Task description: Count the lines containing "directory" in the entries underneath, and state that count without anything else.

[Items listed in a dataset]
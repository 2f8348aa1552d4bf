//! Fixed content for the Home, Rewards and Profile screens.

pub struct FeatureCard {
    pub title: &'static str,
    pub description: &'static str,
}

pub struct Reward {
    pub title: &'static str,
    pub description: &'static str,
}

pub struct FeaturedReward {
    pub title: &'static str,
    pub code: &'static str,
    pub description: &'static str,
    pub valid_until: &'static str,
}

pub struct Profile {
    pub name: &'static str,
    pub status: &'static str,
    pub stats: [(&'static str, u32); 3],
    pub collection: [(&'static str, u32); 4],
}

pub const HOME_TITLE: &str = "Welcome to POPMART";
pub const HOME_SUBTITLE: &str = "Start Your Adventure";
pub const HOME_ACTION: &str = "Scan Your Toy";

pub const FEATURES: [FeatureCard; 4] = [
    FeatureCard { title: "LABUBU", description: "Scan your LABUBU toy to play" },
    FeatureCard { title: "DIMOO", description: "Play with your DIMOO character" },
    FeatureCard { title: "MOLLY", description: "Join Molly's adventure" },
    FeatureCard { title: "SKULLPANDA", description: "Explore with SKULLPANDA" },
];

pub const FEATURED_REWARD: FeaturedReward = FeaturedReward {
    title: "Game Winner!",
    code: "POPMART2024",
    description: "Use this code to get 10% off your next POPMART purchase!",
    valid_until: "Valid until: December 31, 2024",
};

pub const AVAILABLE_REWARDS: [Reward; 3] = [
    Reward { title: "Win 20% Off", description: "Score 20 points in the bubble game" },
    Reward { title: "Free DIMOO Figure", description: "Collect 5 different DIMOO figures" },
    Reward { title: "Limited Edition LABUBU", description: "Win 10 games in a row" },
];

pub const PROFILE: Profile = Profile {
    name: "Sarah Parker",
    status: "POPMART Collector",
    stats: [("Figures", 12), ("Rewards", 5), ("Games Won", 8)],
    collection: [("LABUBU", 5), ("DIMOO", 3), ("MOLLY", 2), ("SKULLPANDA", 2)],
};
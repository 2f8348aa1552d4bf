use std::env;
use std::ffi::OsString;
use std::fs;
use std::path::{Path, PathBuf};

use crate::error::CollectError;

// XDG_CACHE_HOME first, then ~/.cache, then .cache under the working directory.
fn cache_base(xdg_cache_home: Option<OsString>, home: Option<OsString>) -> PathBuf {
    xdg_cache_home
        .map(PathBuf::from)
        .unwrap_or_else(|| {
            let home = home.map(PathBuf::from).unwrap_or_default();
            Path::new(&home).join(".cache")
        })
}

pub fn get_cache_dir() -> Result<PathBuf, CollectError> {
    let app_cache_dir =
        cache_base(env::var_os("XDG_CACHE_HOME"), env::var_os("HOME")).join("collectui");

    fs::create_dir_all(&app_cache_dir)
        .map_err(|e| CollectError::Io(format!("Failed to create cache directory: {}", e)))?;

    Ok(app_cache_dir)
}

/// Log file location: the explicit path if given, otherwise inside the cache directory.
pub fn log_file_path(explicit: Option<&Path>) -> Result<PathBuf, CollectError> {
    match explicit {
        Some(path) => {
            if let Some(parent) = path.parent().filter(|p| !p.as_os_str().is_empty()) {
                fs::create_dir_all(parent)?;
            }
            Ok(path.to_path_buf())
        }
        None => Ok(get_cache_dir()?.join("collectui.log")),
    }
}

...

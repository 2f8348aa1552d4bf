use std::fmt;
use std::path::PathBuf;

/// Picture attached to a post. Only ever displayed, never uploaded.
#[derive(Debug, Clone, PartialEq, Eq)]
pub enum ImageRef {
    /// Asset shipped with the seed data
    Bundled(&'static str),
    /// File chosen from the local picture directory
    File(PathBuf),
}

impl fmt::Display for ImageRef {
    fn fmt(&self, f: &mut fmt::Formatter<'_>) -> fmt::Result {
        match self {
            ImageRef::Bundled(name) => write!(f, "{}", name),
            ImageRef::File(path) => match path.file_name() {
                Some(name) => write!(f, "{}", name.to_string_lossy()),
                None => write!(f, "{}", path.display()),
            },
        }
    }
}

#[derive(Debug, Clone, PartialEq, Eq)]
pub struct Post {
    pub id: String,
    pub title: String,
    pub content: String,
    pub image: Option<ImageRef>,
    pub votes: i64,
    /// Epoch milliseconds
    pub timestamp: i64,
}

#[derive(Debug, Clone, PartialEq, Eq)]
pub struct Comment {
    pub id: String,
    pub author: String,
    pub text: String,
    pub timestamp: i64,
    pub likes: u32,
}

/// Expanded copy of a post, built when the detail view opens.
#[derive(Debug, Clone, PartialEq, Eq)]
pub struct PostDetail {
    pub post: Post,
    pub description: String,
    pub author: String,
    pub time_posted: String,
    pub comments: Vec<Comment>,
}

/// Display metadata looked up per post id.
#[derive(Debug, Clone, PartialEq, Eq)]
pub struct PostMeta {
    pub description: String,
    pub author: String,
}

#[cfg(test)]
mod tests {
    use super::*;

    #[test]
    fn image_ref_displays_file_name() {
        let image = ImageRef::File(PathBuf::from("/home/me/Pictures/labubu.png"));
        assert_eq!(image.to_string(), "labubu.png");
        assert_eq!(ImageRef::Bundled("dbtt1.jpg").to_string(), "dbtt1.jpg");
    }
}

Finished task: 4